(Extracted data entries)
+ + +
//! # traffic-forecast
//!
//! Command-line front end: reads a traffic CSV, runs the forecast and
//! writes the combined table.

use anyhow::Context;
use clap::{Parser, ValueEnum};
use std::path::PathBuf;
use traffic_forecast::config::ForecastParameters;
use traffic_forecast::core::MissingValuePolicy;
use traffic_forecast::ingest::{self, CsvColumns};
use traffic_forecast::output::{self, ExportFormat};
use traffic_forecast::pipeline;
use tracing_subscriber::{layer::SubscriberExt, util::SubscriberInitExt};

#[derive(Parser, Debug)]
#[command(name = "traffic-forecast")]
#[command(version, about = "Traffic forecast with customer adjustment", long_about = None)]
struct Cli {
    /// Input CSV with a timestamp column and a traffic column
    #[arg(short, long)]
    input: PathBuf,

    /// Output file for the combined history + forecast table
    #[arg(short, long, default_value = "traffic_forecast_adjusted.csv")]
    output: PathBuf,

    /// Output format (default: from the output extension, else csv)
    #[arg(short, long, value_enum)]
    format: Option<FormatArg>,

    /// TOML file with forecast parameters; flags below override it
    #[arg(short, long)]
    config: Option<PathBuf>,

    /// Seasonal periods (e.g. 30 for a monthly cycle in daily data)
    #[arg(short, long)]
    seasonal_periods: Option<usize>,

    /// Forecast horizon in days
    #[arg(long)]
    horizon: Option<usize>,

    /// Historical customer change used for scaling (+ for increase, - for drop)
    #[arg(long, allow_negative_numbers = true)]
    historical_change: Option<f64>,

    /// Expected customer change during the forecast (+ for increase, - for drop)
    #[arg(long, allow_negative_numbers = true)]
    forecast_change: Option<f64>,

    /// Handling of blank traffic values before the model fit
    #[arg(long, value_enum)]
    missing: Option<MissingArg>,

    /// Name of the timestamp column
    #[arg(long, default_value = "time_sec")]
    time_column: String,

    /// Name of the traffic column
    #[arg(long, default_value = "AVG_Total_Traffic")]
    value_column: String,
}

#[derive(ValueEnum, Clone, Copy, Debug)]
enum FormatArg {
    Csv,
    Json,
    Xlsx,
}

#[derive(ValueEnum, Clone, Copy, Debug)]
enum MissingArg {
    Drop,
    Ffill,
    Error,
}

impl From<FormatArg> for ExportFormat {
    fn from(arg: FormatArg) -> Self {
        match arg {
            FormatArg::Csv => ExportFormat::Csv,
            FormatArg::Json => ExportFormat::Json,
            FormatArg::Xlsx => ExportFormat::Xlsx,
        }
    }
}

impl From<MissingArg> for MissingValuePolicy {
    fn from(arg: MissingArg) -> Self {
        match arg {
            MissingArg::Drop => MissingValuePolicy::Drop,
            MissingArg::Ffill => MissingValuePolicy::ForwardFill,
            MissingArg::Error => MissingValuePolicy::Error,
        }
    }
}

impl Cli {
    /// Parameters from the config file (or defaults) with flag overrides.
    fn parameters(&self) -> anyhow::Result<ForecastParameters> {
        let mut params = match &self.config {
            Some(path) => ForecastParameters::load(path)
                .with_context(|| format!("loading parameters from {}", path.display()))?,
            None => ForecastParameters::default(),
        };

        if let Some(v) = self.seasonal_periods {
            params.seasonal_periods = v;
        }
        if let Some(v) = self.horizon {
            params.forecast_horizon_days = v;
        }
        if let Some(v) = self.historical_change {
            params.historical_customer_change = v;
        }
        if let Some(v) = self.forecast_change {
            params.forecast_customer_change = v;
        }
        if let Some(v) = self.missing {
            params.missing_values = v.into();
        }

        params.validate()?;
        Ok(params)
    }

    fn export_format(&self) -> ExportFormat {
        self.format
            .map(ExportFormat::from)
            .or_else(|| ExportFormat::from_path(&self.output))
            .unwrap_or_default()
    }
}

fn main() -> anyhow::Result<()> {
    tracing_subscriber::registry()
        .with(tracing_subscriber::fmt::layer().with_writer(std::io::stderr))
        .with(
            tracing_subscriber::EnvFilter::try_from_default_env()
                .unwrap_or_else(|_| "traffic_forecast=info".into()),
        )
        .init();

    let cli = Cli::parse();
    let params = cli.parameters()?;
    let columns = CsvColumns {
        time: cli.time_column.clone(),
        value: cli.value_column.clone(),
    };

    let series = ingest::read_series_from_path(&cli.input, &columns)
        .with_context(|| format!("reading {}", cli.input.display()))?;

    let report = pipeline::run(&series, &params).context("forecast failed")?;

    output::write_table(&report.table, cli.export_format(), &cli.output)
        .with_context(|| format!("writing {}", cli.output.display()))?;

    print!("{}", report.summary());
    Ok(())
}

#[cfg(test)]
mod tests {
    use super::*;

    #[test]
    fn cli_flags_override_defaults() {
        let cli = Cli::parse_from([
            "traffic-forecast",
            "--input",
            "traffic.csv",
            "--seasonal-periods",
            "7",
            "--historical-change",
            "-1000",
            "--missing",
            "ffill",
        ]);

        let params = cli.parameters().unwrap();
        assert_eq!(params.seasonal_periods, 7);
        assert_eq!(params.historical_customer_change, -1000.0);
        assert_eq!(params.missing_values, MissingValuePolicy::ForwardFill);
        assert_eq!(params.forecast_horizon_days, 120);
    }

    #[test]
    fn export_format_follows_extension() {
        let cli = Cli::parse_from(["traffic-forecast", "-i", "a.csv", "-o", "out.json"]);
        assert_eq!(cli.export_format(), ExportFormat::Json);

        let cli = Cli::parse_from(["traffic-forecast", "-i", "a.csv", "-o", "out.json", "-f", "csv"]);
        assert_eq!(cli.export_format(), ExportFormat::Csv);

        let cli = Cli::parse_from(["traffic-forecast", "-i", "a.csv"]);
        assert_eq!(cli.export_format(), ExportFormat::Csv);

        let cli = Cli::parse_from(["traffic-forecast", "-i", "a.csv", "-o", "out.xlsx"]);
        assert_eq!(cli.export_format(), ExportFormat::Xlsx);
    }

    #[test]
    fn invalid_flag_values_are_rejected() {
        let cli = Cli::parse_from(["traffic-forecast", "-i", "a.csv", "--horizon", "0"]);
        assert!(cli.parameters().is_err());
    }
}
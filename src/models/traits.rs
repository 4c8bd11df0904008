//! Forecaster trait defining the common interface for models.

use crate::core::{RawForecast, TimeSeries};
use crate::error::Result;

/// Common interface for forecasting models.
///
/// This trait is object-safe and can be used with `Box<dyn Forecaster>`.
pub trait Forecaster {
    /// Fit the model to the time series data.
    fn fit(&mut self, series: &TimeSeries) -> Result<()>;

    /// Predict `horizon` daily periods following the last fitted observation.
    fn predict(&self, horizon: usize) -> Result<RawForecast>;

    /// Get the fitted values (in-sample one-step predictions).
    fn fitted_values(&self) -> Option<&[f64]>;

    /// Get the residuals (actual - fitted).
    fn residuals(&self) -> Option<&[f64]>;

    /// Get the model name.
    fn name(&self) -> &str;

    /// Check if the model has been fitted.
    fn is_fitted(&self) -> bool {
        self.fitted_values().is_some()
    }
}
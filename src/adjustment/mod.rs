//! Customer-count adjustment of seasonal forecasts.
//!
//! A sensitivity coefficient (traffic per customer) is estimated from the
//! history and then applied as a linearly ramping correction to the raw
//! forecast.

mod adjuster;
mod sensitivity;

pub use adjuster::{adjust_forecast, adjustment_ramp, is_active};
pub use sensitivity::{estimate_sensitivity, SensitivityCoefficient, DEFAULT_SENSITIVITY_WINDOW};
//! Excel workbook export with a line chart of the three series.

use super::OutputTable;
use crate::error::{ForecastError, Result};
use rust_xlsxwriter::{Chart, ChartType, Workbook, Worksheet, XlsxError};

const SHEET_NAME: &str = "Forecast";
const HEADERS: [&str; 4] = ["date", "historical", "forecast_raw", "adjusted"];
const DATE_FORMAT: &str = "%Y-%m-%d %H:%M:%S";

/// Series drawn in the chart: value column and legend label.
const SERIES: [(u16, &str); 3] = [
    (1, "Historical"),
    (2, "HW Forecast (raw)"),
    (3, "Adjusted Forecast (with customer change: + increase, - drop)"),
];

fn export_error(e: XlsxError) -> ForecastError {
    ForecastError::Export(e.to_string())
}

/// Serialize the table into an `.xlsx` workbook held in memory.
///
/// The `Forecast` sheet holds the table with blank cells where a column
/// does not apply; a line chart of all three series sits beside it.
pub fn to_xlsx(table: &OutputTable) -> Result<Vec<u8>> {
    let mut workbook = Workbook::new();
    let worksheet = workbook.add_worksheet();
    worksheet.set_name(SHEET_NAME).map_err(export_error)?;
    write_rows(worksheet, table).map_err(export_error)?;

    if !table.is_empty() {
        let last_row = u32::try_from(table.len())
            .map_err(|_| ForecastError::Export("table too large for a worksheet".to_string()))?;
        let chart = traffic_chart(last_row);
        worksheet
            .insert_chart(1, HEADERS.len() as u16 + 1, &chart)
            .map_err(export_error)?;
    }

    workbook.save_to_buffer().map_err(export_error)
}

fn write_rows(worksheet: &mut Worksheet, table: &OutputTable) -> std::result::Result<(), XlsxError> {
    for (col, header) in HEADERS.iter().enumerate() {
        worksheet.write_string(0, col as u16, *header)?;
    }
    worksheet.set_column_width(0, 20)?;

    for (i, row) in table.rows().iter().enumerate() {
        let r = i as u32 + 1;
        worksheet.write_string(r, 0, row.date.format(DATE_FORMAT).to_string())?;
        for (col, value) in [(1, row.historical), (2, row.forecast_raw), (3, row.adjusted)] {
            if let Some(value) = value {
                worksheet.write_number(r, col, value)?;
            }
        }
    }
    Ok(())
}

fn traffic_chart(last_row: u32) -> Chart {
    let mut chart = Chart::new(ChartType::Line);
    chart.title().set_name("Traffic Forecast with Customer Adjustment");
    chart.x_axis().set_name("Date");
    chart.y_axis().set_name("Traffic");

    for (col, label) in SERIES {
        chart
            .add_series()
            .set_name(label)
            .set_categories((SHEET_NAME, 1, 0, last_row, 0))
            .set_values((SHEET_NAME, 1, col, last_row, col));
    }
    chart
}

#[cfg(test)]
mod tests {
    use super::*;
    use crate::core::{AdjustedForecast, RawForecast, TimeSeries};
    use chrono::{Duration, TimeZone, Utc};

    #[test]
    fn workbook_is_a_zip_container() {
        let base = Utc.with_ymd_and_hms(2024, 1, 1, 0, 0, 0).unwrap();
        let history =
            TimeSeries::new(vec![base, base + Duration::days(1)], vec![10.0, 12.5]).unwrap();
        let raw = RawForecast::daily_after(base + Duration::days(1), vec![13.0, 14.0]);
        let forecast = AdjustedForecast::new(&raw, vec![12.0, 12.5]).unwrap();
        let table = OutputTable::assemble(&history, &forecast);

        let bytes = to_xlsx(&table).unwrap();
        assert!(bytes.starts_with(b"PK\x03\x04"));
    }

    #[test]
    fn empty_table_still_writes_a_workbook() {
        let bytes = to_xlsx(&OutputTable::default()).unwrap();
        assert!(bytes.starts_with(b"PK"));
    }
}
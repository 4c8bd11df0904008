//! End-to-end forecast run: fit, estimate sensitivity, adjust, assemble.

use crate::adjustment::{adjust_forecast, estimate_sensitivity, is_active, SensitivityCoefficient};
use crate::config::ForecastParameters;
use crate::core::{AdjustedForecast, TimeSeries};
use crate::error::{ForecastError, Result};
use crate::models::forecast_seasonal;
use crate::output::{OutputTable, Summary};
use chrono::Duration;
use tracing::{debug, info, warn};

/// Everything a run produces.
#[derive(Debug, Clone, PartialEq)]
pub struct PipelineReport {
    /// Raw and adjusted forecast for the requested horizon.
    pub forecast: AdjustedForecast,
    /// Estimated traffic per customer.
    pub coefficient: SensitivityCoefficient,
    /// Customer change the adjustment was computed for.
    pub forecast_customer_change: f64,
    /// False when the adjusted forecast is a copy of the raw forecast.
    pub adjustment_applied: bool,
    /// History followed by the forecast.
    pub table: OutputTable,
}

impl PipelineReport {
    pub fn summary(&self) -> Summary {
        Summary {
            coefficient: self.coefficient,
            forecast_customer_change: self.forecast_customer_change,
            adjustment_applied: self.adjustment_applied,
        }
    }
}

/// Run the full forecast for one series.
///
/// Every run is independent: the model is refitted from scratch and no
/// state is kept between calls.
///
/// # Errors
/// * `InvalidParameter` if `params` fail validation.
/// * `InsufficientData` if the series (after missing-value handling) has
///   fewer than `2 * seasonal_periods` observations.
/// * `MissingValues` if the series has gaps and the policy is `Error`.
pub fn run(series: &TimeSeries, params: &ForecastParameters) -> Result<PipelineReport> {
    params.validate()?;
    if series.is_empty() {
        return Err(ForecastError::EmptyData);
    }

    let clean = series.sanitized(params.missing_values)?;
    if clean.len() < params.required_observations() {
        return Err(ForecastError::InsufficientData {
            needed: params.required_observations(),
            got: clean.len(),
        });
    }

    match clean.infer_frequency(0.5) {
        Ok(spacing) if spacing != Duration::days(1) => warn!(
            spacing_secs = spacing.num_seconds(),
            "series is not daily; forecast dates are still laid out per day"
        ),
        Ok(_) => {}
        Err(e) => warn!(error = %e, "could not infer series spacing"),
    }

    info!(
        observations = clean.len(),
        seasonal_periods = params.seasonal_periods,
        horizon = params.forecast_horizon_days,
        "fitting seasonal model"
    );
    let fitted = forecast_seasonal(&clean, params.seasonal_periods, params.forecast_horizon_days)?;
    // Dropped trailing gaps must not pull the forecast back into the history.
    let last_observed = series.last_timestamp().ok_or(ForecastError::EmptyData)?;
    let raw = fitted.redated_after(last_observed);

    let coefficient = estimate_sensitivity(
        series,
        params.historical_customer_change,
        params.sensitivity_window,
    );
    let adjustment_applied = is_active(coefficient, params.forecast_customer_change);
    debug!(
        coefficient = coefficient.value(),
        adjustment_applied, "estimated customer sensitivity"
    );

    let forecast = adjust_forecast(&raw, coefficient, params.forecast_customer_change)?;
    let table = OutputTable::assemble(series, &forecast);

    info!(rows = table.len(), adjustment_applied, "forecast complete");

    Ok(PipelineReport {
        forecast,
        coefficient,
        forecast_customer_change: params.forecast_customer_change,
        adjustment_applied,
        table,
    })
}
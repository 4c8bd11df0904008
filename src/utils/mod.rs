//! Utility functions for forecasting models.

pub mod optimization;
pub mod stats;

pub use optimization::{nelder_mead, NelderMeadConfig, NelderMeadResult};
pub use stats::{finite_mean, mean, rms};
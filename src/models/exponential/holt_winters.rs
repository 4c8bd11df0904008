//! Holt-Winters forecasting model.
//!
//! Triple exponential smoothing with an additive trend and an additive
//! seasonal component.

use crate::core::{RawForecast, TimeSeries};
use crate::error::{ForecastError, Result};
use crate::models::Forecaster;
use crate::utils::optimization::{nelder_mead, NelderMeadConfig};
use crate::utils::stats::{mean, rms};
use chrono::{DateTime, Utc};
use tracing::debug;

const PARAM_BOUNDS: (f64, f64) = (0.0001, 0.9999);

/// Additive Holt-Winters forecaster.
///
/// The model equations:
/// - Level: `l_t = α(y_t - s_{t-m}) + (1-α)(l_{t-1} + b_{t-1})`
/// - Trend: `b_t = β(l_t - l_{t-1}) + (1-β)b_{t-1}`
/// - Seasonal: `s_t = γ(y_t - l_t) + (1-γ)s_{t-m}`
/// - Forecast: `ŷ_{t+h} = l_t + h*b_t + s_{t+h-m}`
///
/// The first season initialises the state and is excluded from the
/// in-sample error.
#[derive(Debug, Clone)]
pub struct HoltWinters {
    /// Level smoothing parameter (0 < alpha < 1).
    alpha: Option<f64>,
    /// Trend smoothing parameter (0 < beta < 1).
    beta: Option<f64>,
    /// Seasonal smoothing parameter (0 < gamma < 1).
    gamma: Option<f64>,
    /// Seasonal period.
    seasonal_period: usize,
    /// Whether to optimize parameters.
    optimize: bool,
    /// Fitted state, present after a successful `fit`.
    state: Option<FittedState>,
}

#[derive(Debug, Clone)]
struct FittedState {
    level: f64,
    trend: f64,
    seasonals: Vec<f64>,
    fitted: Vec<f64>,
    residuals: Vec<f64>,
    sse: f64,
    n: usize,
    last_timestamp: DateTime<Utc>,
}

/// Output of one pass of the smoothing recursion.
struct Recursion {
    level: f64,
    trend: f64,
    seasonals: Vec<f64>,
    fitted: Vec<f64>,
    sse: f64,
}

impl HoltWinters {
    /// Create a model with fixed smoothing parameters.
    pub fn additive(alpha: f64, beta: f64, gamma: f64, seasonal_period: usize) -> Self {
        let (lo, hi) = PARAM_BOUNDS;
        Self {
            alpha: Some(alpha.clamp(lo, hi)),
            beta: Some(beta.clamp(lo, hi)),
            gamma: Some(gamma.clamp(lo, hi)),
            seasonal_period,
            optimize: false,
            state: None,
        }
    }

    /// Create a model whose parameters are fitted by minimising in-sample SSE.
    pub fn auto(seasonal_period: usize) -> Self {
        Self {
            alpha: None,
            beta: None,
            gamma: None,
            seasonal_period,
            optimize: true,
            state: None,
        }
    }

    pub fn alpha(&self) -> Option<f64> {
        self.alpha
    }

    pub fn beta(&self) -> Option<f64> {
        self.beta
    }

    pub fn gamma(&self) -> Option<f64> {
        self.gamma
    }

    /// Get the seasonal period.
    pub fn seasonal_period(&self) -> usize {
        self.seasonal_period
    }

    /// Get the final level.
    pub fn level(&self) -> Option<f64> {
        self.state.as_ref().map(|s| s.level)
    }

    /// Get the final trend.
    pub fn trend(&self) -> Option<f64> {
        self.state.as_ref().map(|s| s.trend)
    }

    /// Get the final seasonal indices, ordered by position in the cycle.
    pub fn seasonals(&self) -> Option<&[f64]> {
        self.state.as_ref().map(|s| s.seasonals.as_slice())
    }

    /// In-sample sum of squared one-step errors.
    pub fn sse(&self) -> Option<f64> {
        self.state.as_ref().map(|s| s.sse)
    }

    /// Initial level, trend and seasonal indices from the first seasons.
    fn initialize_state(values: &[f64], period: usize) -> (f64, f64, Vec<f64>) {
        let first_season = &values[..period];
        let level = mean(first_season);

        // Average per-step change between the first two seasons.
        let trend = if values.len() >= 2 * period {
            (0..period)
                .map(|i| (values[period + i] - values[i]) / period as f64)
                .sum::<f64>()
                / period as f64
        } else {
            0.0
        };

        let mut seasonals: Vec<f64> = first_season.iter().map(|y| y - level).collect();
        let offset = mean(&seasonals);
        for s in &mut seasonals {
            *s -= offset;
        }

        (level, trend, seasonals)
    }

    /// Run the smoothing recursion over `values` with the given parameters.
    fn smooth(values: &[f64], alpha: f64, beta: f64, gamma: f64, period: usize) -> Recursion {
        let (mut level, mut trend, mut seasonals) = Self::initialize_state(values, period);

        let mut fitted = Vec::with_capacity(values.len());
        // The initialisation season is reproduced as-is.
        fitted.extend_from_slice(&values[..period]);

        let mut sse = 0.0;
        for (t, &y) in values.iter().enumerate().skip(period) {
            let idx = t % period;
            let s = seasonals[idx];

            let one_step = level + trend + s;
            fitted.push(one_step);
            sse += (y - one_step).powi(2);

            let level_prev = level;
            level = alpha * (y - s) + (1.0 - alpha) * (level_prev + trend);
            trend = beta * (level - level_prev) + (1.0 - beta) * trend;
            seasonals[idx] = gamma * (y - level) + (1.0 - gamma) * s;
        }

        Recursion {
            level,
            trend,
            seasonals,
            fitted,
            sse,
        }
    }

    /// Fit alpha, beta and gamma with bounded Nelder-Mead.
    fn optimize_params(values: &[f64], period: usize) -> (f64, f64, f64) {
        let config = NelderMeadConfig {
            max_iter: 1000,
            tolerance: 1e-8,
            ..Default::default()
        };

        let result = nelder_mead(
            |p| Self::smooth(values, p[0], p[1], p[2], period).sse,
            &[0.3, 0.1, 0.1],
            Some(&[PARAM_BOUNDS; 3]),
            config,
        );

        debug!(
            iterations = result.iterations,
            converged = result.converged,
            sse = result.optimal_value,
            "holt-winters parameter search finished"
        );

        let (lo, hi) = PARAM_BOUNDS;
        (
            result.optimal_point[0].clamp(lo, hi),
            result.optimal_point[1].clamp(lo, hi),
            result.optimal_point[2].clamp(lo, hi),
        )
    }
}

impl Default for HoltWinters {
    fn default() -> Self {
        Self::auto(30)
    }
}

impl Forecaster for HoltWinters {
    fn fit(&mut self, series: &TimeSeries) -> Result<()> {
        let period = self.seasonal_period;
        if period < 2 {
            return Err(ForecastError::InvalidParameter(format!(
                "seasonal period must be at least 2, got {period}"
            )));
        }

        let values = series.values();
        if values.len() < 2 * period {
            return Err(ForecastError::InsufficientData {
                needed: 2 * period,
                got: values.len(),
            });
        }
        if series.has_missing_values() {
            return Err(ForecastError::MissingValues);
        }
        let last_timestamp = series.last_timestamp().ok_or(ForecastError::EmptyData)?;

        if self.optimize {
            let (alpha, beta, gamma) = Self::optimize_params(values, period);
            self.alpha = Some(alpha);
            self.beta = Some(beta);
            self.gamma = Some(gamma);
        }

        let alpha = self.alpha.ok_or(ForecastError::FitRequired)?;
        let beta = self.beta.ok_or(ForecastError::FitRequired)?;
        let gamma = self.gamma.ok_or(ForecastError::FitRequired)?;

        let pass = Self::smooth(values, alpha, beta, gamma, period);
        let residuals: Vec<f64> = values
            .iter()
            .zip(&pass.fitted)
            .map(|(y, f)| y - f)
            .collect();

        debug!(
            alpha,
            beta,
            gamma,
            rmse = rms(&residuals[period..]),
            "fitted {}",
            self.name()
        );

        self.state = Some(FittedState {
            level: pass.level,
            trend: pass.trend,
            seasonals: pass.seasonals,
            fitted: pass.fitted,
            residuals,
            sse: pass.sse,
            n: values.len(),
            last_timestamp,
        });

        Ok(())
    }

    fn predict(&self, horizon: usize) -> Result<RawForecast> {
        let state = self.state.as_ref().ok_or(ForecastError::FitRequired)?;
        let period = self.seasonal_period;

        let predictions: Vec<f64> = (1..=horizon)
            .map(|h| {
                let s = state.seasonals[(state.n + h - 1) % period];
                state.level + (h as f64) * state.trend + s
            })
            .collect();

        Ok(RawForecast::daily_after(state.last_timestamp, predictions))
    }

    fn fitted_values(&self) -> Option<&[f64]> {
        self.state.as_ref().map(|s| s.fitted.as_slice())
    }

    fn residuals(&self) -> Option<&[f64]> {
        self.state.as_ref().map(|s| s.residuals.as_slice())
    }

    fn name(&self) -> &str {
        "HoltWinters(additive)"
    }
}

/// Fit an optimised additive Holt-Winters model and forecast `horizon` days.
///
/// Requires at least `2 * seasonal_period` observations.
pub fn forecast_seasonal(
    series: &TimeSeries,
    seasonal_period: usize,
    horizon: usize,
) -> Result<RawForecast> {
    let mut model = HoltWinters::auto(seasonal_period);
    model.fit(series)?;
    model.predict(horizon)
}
+ + +
• **WHAT TO WORK ON**
Pull out all lines containing the word "three" from the entries above.

• **REPLY TO THE TASK**
//! Excel workbook export with a line chart of the three series.
/// does not apply; a line chart of all three series sits beside it.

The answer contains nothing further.